Brandon goes onto the radio to announce to the school that he and Marianne did not sleep together. He’s hoping his humiliation will illicit forgiveness. Brenda and Kelly discuss Brenda’s date on a Friday, and a Kelly says that Brenda has to tell Jason the truth and that if he really loves her, it won’t matter. She sounds like the voice of reason until you realize that Jason and Brenda have been on two dates and a Brenda is 16, while Jason is 25. Brenda and Kelly get their quizzes back in science class and Brenda has failed. So has Kelly, but that’s to be expected. She did just give Brenda that really horrible advice. Because of Brenda’s previous academic record, she is required to go to the principal. Once in the principals office, I notice the outfit that Brenda is wearing. She has on a blue blazer, yellow T-shirt and tights and checkerboard skirt. She has been Kelly Taylored. Brenda promises to do better, and the principal gives her something to have her parents sign. He tells her that something is obviously going on with her, and he wants to make sure someone knows. Finally, someone who should actually be teaching children. This must be why he disappears after the first episode.

RIP

Brandon tracks Marianne down in the hall, and asks if she heard his radio confession. He tells her he never meant to hurt her, and she says she never meant to let him get close. I listen to this now, and I can’t believe the 16 year old conversations these guys have, but I know that during the first viewing, I had a notebook and was writing these lines down for the day my boyfriend betrayed me. He asks her out on another date and she turns him down.
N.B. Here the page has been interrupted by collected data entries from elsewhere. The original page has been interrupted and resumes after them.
//! `trade-monitor` - polls a trade logging program and maintains the event cache.

use clap::{Parser, Subcommand};
use std::path::PathBuf;
use tokio_util::sync::CancellationToken;
use trade_event_monitor::telemetry::{init_telemetry, TelemetryConfig};
use trade_event_monitor::utils::logging;
use trade_event_monitor::{
    AddressQuery, CacheFile, CommitmentLevel, EventQuery, Fetcher, LogScanner, MonitorConfig,
    MonitorConfigBuilder, Result, StatusReport, StoreSnapshot, SyncEngine,
};

#[derive(Parser, Debug)]
#[command(name = "trade-monitor")]
#[command(about = "Discover and cache TradeEvent logs of a Solana program")]
struct Args {
    /// RPC endpoint (overrides MONITOR_RPC_URL)
    #[arg(long, global = true)]
    rpc_url: Option<String>,

    /// Program address to watch (overrides MONITOR_PROGRAM_ADDRESS)
    #[arg(long, global = true)]
    program: Option<String>,

    /// Cache directory (overrides MONITOR_CACHE_DIR)
    #[arg(long, global = true)]
    cache_dir: Option<PathBuf>,

    /// processed | confirmed | finalized (overrides MONITOR_COMMITMENT)
    #[arg(long, global = true)]
    commitment: Option<String>,

    #[command(subcommand)]
    command: Commands,
}

#[derive(Subcommand, Debug)]
enum Commands {
    /// Poll the program on an interval until Ctrl+C
    Run {
        /// Seconds between cycles
        #[arg(long)]
        interval: Option<u64>,

        /// Signatures per page
        #[arg(long)]
        batch_size: Option<usize>,

        /// Concurrent transaction fetches
        #[arg(long)]
        concurrency: Option<usize>,

        /// Run a single cycle and exit
        #[arg(long)]
        once: bool,
    },

    /// Print a summary of the cache file
    Status,

    /// List cached events, or live events for an account with --live
    Query {
        /// Only events whose user or fund is this address
        #[arg(long)]
        address: Option<String>,

        /// Signature of the last record of the previous page
        #[arg(long)]
        cursor: Option<String>,

        #[arg(long, default_value = "10")]
        page_size: usize,

        /// Query the chain for --address instead of the cache
        #[arg(long, requires = "address")]
        live: bool,
    },
}

#[tokio::main]
async fn main() -> Result<()> {
    dotenvy::dotenv().ok();
    let args = Args::parse();

    let mut builder = MonitorConfigBuilder::from_env()?;
    if let Some(url) = args.rpc_url {
        builder = builder.with_rpc(url);
    }
    if let Some(program) = args.program {
        builder = builder.program_id(program);
    }
    if let Some(dir) = args.cache_dir {
        builder = builder.with_cache_dir(dir);
    }
    if let Some(level) = args.commitment {
        builder = builder.with_commitment(level.parse::<CommitmentLevel>()?);
    }
    if let Commands::Run {
        interval,
        batch_size,
        concurrency,
        ..
    } = &args.command
    {
        if let Some(secs) = interval {
            builder = builder.with_poll_interval(*secs);
        }
        if let Some(size) = batch_size {
            builder = builder.with_batch_size(*size);
        }
        if let Some(limit) = concurrency {
            builder = builder.with_concurrency_limit(*limit);
        }
    }
    let config = builder.build()?;

    let _telemetry = init_telemetry(TelemetryConfig::from_monitor(&config));

    match args.command {
        Commands::Run { once, .. } => run(&config, once).await,
        Commands::Status => {
            status(&config);
            Ok(())
        }
        Commands::Query {
            address,
            cursor,
            page_size,
            live,
        } => query(&config, address, cursor, page_size, live).await,
    }
}

async fn run(config: &MonitorConfig, once: bool) -> Result<()> {
    logging::log_startup(config);
    let mut engine = SyncEngine::new(config)?;

    if once {
        let report = engine.run_cycle().await?;
        println!("{report:#?}");
        return Ok(());
    }

    let token = CancellationToken::new();
    let signal_token = token.clone();
    tokio::spawn(async move {
        if let Ok(()) = tokio::signal::ctrl_c().await {
            logging::log(logging::LogLevel::Info, "Received Ctrl+C, shutting down...");
            signal_token.cancel();
        }
    });

    engine.run(token).await
}

fn status(config: &MonitorConfig) {
    let path = config.cache_path();
    match CacheFile::read(&path) {
        Ok(file) => {
            let report =
                StatusReport::from_snapshot(file.into(), chrono::Utc::now().timestamp_millis());
            print!("{}", report.render());
        }
        Err(e) => {
            println!("No readable cache at {}: {e}", path.display());
            println!("Start the monitor with `trade-monitor run`.");
        }
    }
}

async fn query(
    config: &MonitorConfig,
    address: Option<String>,
    cursor: Option<String>,
    page_size: usize,
    live: bool,
) -> Result<()> {
    let page = if live {
        let fetcher = Fetcher::new(config.rpc_url.clone(), config.commitment_level.into());
        let scanner = LogScanner::new(Default::default(), config.timestamp_policy);
        let address = address.unwrap_or_default();
        AddressQuery::new(fetcher, scanner)
            .page(&address, cursor.as_deref(), page_size)
            .await?
    } else {
        let snapshot = match CacheFile::read(&config.cache_path()) {
            Ok(file) => StoreSnapshot::from(file),
            Err(e) => {
                tracing::warn!(error = %e, "Cache not readable, showing empty result");
                StoreSnapshot::empty()
            }
        };
        let query = EventQuery::from_snapshot(snapshot);
        match address {
            Some(address) => query.address_page(&address, cursor.as_deref(), page_size)?,
            None => query.cursor_page(cursor.as_deref(), page_size)?,
        }
    };

    println!("{}", serde_json::to_string_pretty(&page.records)?);
    if let Some(next) = page.next_cursor.filter(|_| page.has_more) {
        println!("next cursor: {next}");
    }
    Ok(())
}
Brandon seems non plussed and decides to track down Andrea to see if she heard what a noble person he was. She is little impressed, and late to get home. He wants to make sure she understands what a great guy he is, so he follows her out of the school, where we see her getting on a bus with what looks like a group of domestic workers headed home. Has no one else noticed this in her three years at West Beverly? She is literally the only teenager at this bus stop. Brandon decides to follow Andrea’s bus, a totally normal and good guy thing to do. Andrea tells Brandon that she uses her grandmother’s Beverly Hills address to attend West Beverly, because it is the best school in the district and if he tells anyone, she will get kicked out. He swears that she can trust him, because he just lies about sleeping with girls.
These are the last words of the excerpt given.